Magistrado ResponsávelANA PAULA BOULAROT
Data da Resolução30 de Maio de 2013
EmissorSupremo Tribunal de Justiça (Portugal)

ACORDAM, NO SUPREMO TRIBUNAL DE JUSTIÇA I G, intentou a presente acção declarativa, com processo ordinário contra P e T, pedindo a condenação destes a pagarem-lhe a quantia global de €930.682,12, acrescida de juros de mora, à taxa legal, a contar da data da citação.

Para o efeito alegou, em síntese ter celebrado com os Réus contrato promessa de constituição de sociedade que teria como objecto a promoção de turismo de habitação e exploração de turismo hoteleiro, bem como a aquisição e alienação de bens imobiliários.

Em vista desse projecto societário, a autora entregou diversas quantias aos Réus – directamente ou através de advogado que pelos Réus lhe foi indicado – no montante total de € 603.759,02 – que se destinavam à compra de prédios e a custear despesas necessárias ao desenvolvimento da actividade da dita sociedade.

Porém, a sociedade nunca chegou a constituir-se, e os prédios que deveriam constituir o património da sociedade foram revendidos a terceiros ou registados em nome dos réus, nomeadamente do Réu P – sendo que, diz a autora, nunca foi intenção dos Réus cumprir a promessa que consigo tinham celebrado, existindo, em seu entender, manifesto incumprimento do contrato promessa por parte dos Réus, não sendo já possível quer a constituição da sociedade, quer a aquisição, por parte desta, dos imóveis mencionados, pelo que pretende a Autora reaver todas as quantias entregues, nos termos prescritos para o enriquecimento sem causa.

Pretende, ainda, a Autora ser indemnizada pelo prejuízo que lhe foi causado com tal incumprimento contratual, reputando justo que os Réus sejam condenados a pagar-lhe juros remuneratórios, à taxa de 4%, relativamente ao período compreendido entre 1 de Janeiro de 1990 e 14 de Julho de 2003.

O Réu P apresentou contestação, na qual invocou a a prescrição do direito da Autora, atento o lapso de tempo decorrido, já que, afirma, desde Agosto de 1989 que aquela tinha conhecimento de que a sociedade não fora constituída, sendo certo que foi a própria Autora, ao não se deslocar a Portugal, nem constituir mandatário com poderes para o efeito que inviabilizou a constituição da sociedade, pelo que a presente demanda representa, da sua parte, abuso de direito, na modalidade de venire contra factum proprium.

Mais alegou que desenvolveu todas as diligências ao seu alcance para que a sociedade projectada fosse efectivamente constituída e que foi o facto de a Autora se manter incontactável que fez gorar os seus esforços.
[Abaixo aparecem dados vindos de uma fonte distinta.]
//! Canonical signing string.
//!
//! ```text
//! timestamp \n METHOD \n path \n app_id \n body
//! ```
//!
//! Shared by the verifier and [`RequestSigner`](super::signer::RequestSigner)
//! so both sides always produce the same bytes. The body is appended as raw
//! bytes; a missing body is the empty string.

/// Build the exact byte sequence that gets signed.
pub fn build_signing_string(
    timestamp: &str,
    method: &str,
    path: &str,
    app_id: &str,
    body: &[u8],
) -> Vec<u8> {
    let method = method.to_ascii_uppercase();
    let mut out = Vec::with_capacity(
        timestamp.len() + method.len() + path.len() + app_id.len() + body.len() + 4,
    );
    for part in [timestamp, method.as_str(), path, app_id] {
        out.extend_from_slice(part.as_bytes());
        out.push(b'\n');
    }
    out.extend_from_slice(body);
    out
}
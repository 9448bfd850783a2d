//! Signature Auth demo gateway
//!
//! ```text
//! signature_auth [--env dev] [--port 8080]
//! ```
//!
//! Apps are provisioned through `SIGNATURE_AUTH_APP_*` environment variables
//! when `key_manager.storage` is `env`.

use std::sync::Arc;

use anyhow::Context;
use signature_auth::api_auth::{AuthConfig, AuthState};
use signature_auth::config::ServiceConfig;
use signature_auth::key_manager::KeyManager;

fn get_env() -> String {
    let args: Vec<String> = std::env::args().collect();
    for i in 0..args.len() {
        if (args[i] == "--env" || args[i] == "-e") && i + 1 < args.len() {
            return args[i + 1].clone();
        }
    }
    "dev".to_string()
}

/// Get port override from command line (--port argument)
fn get_port_override() -> Option<u16> {
    let args: Vec<String> = std::env::args().collect();
    for i in 0..args.len() {
        if args[i] == "--port" && i + 1 < args.len() {
            return args[i + 1].parse().ok();
        }
    }
    None
}

#[tokio::main]
async fn main() -> anyhow::Result<()> {
    let env = get_env();
    let service_config = ServiceConfig::load(&env)?;
    let _log_guard = signature_auth::logging::init_logging(&service_config);

    tracing::info!("Starting signature auth gateway in {} mode", env);

    let key_manager = Arc::new(KeyManager::new(service_config.key_manager.clone()));
    tracing::info!(
        storage = ?service_config.key_manager.storage,
        cache_enabled = service_config.key_manager.cache_enabled,
        cache_expiry_secs = service_config.key_manager.cache_expiry_secs,
        "Key manager ready"
    );

    let auth_config = AuthConfig::try_from(service_config.auth.clone())
        .context("Invalid auth configuration")?;
    let state = Arc::new(AuthState::new(auth_config, key_manager));

    let port = get_port_override().unwrap_or(service_config.gateway.port);
    signature_auth::gateway::run_server(&service_config.gateway.host, port, state).await
}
Sustenta, pois, não ter ocorrido incumprimento da sua parte, sendo certo que os actos de disposição dos imóveis que posteriormente veio a praticar representaram apenas a sua tentativa de resolver de forma adequada as circunstâncias com que se deparou, em face do alheamento da autora.

Por último, diz ainda este Réu, não se verificar qualquer impossibilidade objectiva da prestação, pelo que, em síntese, deve improceder a pretensão da Autora.

O Réu T foi citado editalmente e, cumprido o disposto no art. 15º do Código de Processo Civil, foi apresentada contestação a fls. 384, impugnado genericamente os factos alegados pela Autora.

Respondeu a Autora à contestação do Réu P, pugnando pela improcedência das excepções invocadas, e reiterando o pedido formulado.

A final foi produzida sentença a julgar procedente a excepção de prescrição quanto à restituição com base em enriquecimento sem causa e a acção apenas parcialmente procedente, condenando-se os Réus P e T a pagarem à Autora G a quantia de € 52.179,38 (cinquenta e dois mil, cento e setenta e nove euro e trinta e oito cêntimos), acrescida de juros moratórios, à taxa legal, vencidos desde a data da citação e vincendos, até efectivo e integral pagamento.

Inconformada, veio a Autora interpor recurso de Apelação, a qual foi julgada procedente com a revogação da sentença, na parte em que absolveu os Réus da restituição à Autora das verbas que esta enviou para Portugal para aquisição dos imóveis, e consequentemente: a) condenou o Réu P a pagar à Autora a quantia de €39.903,83 (trinta e nove mil, novecentos e três escudos e oitenta e três cêntimos) (equivalente a oito milhões de escudos portugueses), acrescida de juros de mora, à taxa legal, contados desde a data da citação e até integral pagamento; b) condenou os Réus a restituir à Autora a quantia, a liquidar em execução de sentença, que cada um se locupletou do montante global que a Autora enviou para Portugal, para aquisição das propriedades.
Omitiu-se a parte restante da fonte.